Baojing Gu et al. Environ Sci Technol.

Abstract

Human activities have intensely altered the global nitrogen cycle and produced nitrogenous gases of environmental significance, especially in China where the most serious atmospheric nitrogen pollution worldwide exists. We present a comprehensive assessment of ammonia (NH(3)), nitrogen oxides (NO(x)), and nitrous oxide (N(2)O) emissions in China based on a full cycle analysis. Total reactive nitrogen (Nr) emission more than doubled over the past three decades, during which the trend of increase slowed for NH(3) emissions after 2000, while the trend of increase continued to accelerate for NO(x) and N(2)O emissions. Several hotspots were identified, and their Nr emissions were about 10 times higher than others.
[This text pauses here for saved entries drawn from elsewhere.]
//! Configuration loading from harbor.toml.

use std::path::Path;
use std::time::Duration;

use mcp::ProviderConfig;
use runtime::{LoopConfig, OrchestratorConfig, SupervisorConfig};
use serde::Deserialize;

/// Top-level configuration.
#[derive(Debug, Default, Deserialize)]
#[serde(default)]
pub struct Config {
    /// Tool providers, one `[[provider]]` table each.
    #[serde(rename = "provider")]
    pub providers: Vec<ProviderConfig>,
    pub supervisor: SupervisorSection,
    pub decision: DecisionSection,
    pub backend: BackendSection,
    pub broker: BrokerSection,
}

#[derive(Debug, Deserialize)]
#[serde(default)]
pub struct SupervisorSection {
    pub probe_interval_ms: u64,
    pub restart_backoff_ms: u64,
    pub request_timeout_ms: u64,
}

impl Default for SupervisorSection {
    fn default() -> Self {
        Self {
            probe_interval_ms: 1000,
            restart_backoff_ms: 5000,
            request_timeout_ms: 15000,
        }
    }
}

#[derive(Debug, Deserialize)]
#[serde(default)]
pub struct DecisionSection {
    pub generation_timeout_secs: u64,
    pub tool_timeout_secs: u64,
    pub max_decision_retries: u32,
    pub max_steps: usize,
    pub reject_repeated_calls: bool,
    pub require_plan: bool,
}

impl Default for DecisionSection {
    fn default() -> Self {
        Self {
            generation_timeout_secs: 20,
            tool_timeout_secs: 30,
            max_decision_retries: 3,
            max_steps: 50,
            reject_repeated_calls: true,
            require_plan: false,
        }
    }
}

/// Generation backend settings.
#[derive(Debug, Deserialize)]
#[serde(default)]
pub struct BackendSection {
    pub model: String,
    /// Anthropic API key. Falls back to `ANTHROPIC_API_KEY`.
    pub api_key: Option<String>,
    pub max_tokens: u32,
}

impl Default for BackendSection {
    fn default() -> Self {
        Self {
            model: runtime::DEFAULT_MODEL.to_string(),
            api_key: None,
            max_tokens: 4096,
        }
    }
}

#[derive(Debug, Deserialize)]
#[serde(default)]
pub struct BrokerSection {
    pub retention_secs: u64,
    pub sweep_interval_secs: u64,
}

impl Default for BrokerSection {
    fn default() -> Self {
        Self {
            retention_secs: 3600,
            sweep_interval_secs: 300,
        }
    }
}

impl Config {
    /// Load configuration from a TOML file.
    pub fn load(path: impl AsRef<Path>) -> Result<Self, ConfigError> {
        let content = std::fs::read_to_string(path.as_ref())?;
        Self::parse(&content)
    }

    /// Parse configuration from a TOML string.
    pub fn parse(toml: &str) -> Result<Self, ConfigError> {
        let config: Self = toml::from_str(toml).map_err(|e| ConfigError::Parse(e.to_string()))?;
        config.validate()?;
        Ok(config)
    }

    fn validate(&self) -> Result<(), ConfigError> {
        for (i, provider) in self.providers.iter().enumerate() {
            if provider.name.trim().is_empty() {
                return Err(ConfigError::Invalid(format!("provider #{} has no name", i + 1)));
            }
            if self.providers[..i].iter().any(|p| p.name == provider.name) {
                return Err(ConfigError::Invalid(format!(
                    "duplicate provider name: {}",
                    provider.name
                )));
            }
        }
        if self.decision.max_steps == 0 {
            return Err(ConfigError::Invalid("decision.max_steps must be positive".into()));
        }
        Ok(())
    }

    /// The API key from the file, or from the environment.
    pub fn api_key(&self) -> Option<String> {
        self.backend
            .api_key
            .clone()
            .filter(|key| !key.is_empty())
            .or_else(|| std::env::var("ANTHROPIC_API_KEY").ok())
            .filter(|key| !key.is_empty())
    }

    pub fn orchestrator(&self) -> OrchestratorConfig {
        let supervisor = &self.supervisor;
        let decision = &self.decision;
        OrchestratorConfig {
            supervisor: SupervisorConfig {
                probe_interval: Duration::from_millis(supervisor.probe_interval_ms),
                restart_backoff: Duration::from_millis(supervisor.restart_backoff_ms),
                request_timeout: Duration::from_millis(supervisor.request_timeout_ms),
            },
            decision: LoopConfig {
                generation_timeout: Duration::from_secs(decision.generation_timeout_secs),
                max_decision_retries: decision.max_decision_retries,
                max_steps: decision.max_steps,
                reject_repeated_calls: decision.reject_repeated_calls,
                require_plan: decision.require_plan,
            },
            tool_timeout: Duration::from_secs(decision.tool_timeout_secs),
            session_retention: Duration::from_secs(self.broker.retention_secs),
            sweep_interval: Duration::from_secs(self.broker.sweep_interval_secs),
        }
    }
}

#[derive(Debug, thiserror::Error)]
pub enum ConfigError {
    #[error("failed to read config: {0}")]
    Io(#[from] std::io::Error),

    #[error("failed to parse config: {0}")]
    Parse(String),

    #[error("invalid config: {0}")]
    Invalid(String),
}

#[cfg(test)]
mod tests {
    use super::*;

    #[test]
    fn empty_file_uses_defaults() {
        let config = Config::parse("").unwrap();
        assert!(config.providers.is_empty());
        assert_eq!(config.backend.model, runtime::DEFAULT_MODEL);

        let orchestrator = config.orchestrator();
        assert_eq!(orchestrator.supervisor.probe_interval, Duration::from_secs(1));
        assert_eq!(orchestrator.supervisor.restart_backoff, Duration::from_secs(5));
        assert_eq!(orchestrator.supervisor.request_timeout, Duration::from_secs(15));
        assert_eq!(orchestrator.decision.generation_timeout, Duration::from_secs(20));
        assert_eq!(orchestrator.decision.max_decision_retries, 3);
        assert_eq!(orchestrator.decision.max_steps, 50);
        assert!(orchestrator.decision.reject_repeated_calls);
        assert!(!orchestrator.decision.require_plan);
        assert_eq!(orchestrator.tool_timeout, Duration::from_secs(30));
        assert_eq!(orchestrator.session_retention, Duration::from_secs(3600));
        assert_eq!(orchestrator.sweep_interval, Duration::from_secs(300));
    }

    #[test]
    fn parses_providers_and_overrides() {
        let config = Config::parse(
            r#"
            [[provider]]
            name = "calc"
            command = "calc-provider"

            [[provider]]
            name = "files"
            command = "npx"
            args = ["-y", "@modelcontextprotocol/server-filesystem", "/tmp"]
            env = { NODE_ENV = "production" }

            [decision]
            max_steps = 10
            require_plan = true

            [backend]
            model = "claude-haiku"
            max_tokens = 1024
            "#,
        )
        .unwrap();

        assert_eq!(config.providers.len(), 2);
        assert_eq!(config.providers[0], ProviderConfig::new("calc", "calc-provider"));
        assert_eq!(config.providers[1].args.len(), 3);
        assert_eq!(config.providers[1].env["NODE_ENV"], "production");
        assert_eq!(config.decision.max_steps, 10);
        assert!(config.decision.require_plan);
        assert_eq!(config.decision.max_decision_retries, 3);
        assert_eq!(config.backend.model, "claude-haiku");
        assert_eq!(config.backend.max_tokens, 1024);
    }

    #[test]
    fn rejects_duplicate_provider_names() {
        let err = Config::parse(
            r#"
            [[provider]]
            name = "calc"
            command = "a"

            [[provider]]
            name = "calc"
            command = "b"
            "#,
        )
        .unwrap_err();
        assert!(matches!(err, ConfigError::Invalid(msg) if msg.contains("calc")));
    }

    #[test]
    fn rejects_malformed_toml() {
        assert!(matches!(
            Config::parse("[[provider]]\nname = 3"),
            Err(ConfigError::Parse(_))
        ));
    }

    #[test]
    fn config_file_key_wins_over_environment() {
        let config = Config::parse("[backend]\napi_key = \"sk-from-file\"").unwrap();
        assert_eq!(config.api_key().as_deref(), Some("sk-from-file"));
    }

    #[test]
    fn loads_from_disk() {
        let dir = tempfile::tempdir().unwrap();
        let path = dir.path().join("harbor.toml");
        std::fs::write(&path, "[broker]\nretention_secs = 60\n").unwrap();
        let config = Config::load(&path).unwrap();
        assert_eq!(config.broker.retention_secs, 60);
        assert!(matches!(
            Config::load(dir.path().join("missing.toml")),
            Err(ConfigError::Io(_))
        ));
    }
}
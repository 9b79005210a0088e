//! Anthropic Messages API backend.

use serde::{Deserialize, Serialize};
use tracing::debug;

use super::Generator;
use crate::{Error, Result};

const ANTHROPIC_API_URL: &str = "https://api.anthropic.com/v1/messages";
const ANTHROPIC_VERSION: &str = "2023-06-01";

pub const DEFAULT_MODEL: &str = "claude-sonnet-4-20250514";

#[derive(Debug, Serialize)]
struct ApiRequest<'a> {
    model: &'a str,
    max_tokens: u32,
    messages: [ApiMessage<'a>; 1],
    #[serde(skip_serializing_if = "Option::is_none")]
    system: Option<&'a str>,
}

#[derive(Debug, Serialize)]
struct ApiMessage<'a> {
    role: &'static str,
    content: &'a str,
}

#[derive(Debug, Deserialize)]
struct ApiResponse {
    content: Vec<ContentBlock>,
    #[serde(default)]
    usage: Option<ApiUsage>,
}

#[derive(Debug, Deserialize)]
struct ContentBlock {
    #[serde(default)]
    text: String,
}

#[derive(Debug, Deserialize)]
struct ApiUsage {
    input_tokens: u32,
    output_tokens: u32,
}

/// Builder for [`AnthropicBackend`].
#[derive(Debug, Clone)]
pub struct AnthropicBackendBuilder {
    api_key: String,
    model: String,
    max_tokens: u32,
    system: Option<String>,
    endpoint: String,
}

impl AnthropicBackendBuilder {
    pub fn new(api_key: impl Into<String>, model: impl Into<String>) -> Self {
        Self {
            api_key: api_key.into(),
            model: model.into(),
            max_tokens: 4096,
            system: None,
            endpoint: ANTHROPIC_API_URL.to_string(),
        }
    }

    pub fn max_tokens(mut self, max_tokens: u32) -> Self {
        self.max_tokens = max_tokens;
        self
    }

    /// System prompt sent with every request.
    pub fn system(mut self, system: impl Into<String>) -> Self {
        self.system = Some(system.into());
        self
    }

    /// Override the Messages API URL.
    pub fn endpoint(mut self, endpoint: impl Into<String>) -> Self {
        self.endpoint = endpoint.into();
        self
    }

    pub fn build(self) -> AnthropicBackend {
        AnthropicBackend {
            client: reqwest::Client::new(),
            api_key: self.api_key,
            model: self.model,
            max_tokens: self.max_tokens,
            system: self.system,
            endpoint: self.endpoint,
        }
    }
}

/// Single-turn generation against the Anthropic Messages API.
pub struct AnthropicBackend {
    client: reqwest::Client,
    api_key: String,
    model: String,
    max_tokens: u32,
    system: Option<String>,
    endpoint: String,
}

impl AnthropicBackend {
    pub fn builder(api_key: impl Into<String>, model: impl Into<String>) -> AnthropicBackendBuilder {
        AnthropicBackendBuilder::new(api_key, model)
    }

    fn request_body<'a>(&'a self, prompt: &'a str) -> ApiRequest<'a> {
        ApiRequest {
            model: &self.model,
            max_tokens: self.max_tokens,
            messages: [ApiMessage {
                role: "user",
                content: prompt,
            }],
            system: self.system.as_deref(),
        }
    }
}

impl std::fmt::Display for AnthropicBackend {
    fn fmt(&self, f: &mut std::fmt::Formatter<'_>) -> std::fmt::Result {
        write!(f, "anthropic({})", self.model)
    }
}

impl Generator for AnthropicBackend {
    async fn generate(&self, prompt: &str) -> Result<String> {
        let response = self
            .client
            .post(&self.endpoint)
            .header("x-api-key", &self.api_key)
            .header("anthropic-version", ANTHROPIC_VERSION)
            .header("content-type", "application/json")
            .header("accept", "application/json")
            .json(&self.request_body(prompt))
            .send()
            .await
            .map_err(|e| Error::Generation(e.to_string()))?;

        if !response.status().is_success() {
            let status = response.status();
            let body = response.text().await.unwrap_or_default();
            return Err(Error::Generation(format!("{status}: {body}")));
        }

        let api_response: ApiResponse = response
            .json()
            .await
            .map_err(|e| Error::Generation(e.to_string()))?;

        if let Some(usage) = &api_response.usage {
            debug!(
                model = %self.model,
                input_tokens = usage.input_tokens,
                output_tokens = usage.output_tokens,
                "generation complete"
            );
        }

        Ok(api_response
            .content
            .into_iter()
            .map(|block| block.text)
            .collect())
    }
}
Agricultural sources take 95% of total NH(3) emission; fossil fuel combustion accounts for 96% of total NO(x) emission; agricultural (51%) and natural sources (forest and surface water, 39%) both contribute to the N(2)O emission in China. Total atmospheric Nr emissions related health damage in 2008 in China reached US$19-62 billion, accounting for 0.4-1.4% of China's gross domestic product, of which 52-60% were from NH(3) emission and 39-47% were from NO(x) emission. These findings provide policy makers an integrated view of Nr sources and health damage to address the significant challenges associated with the reduction of air pollution.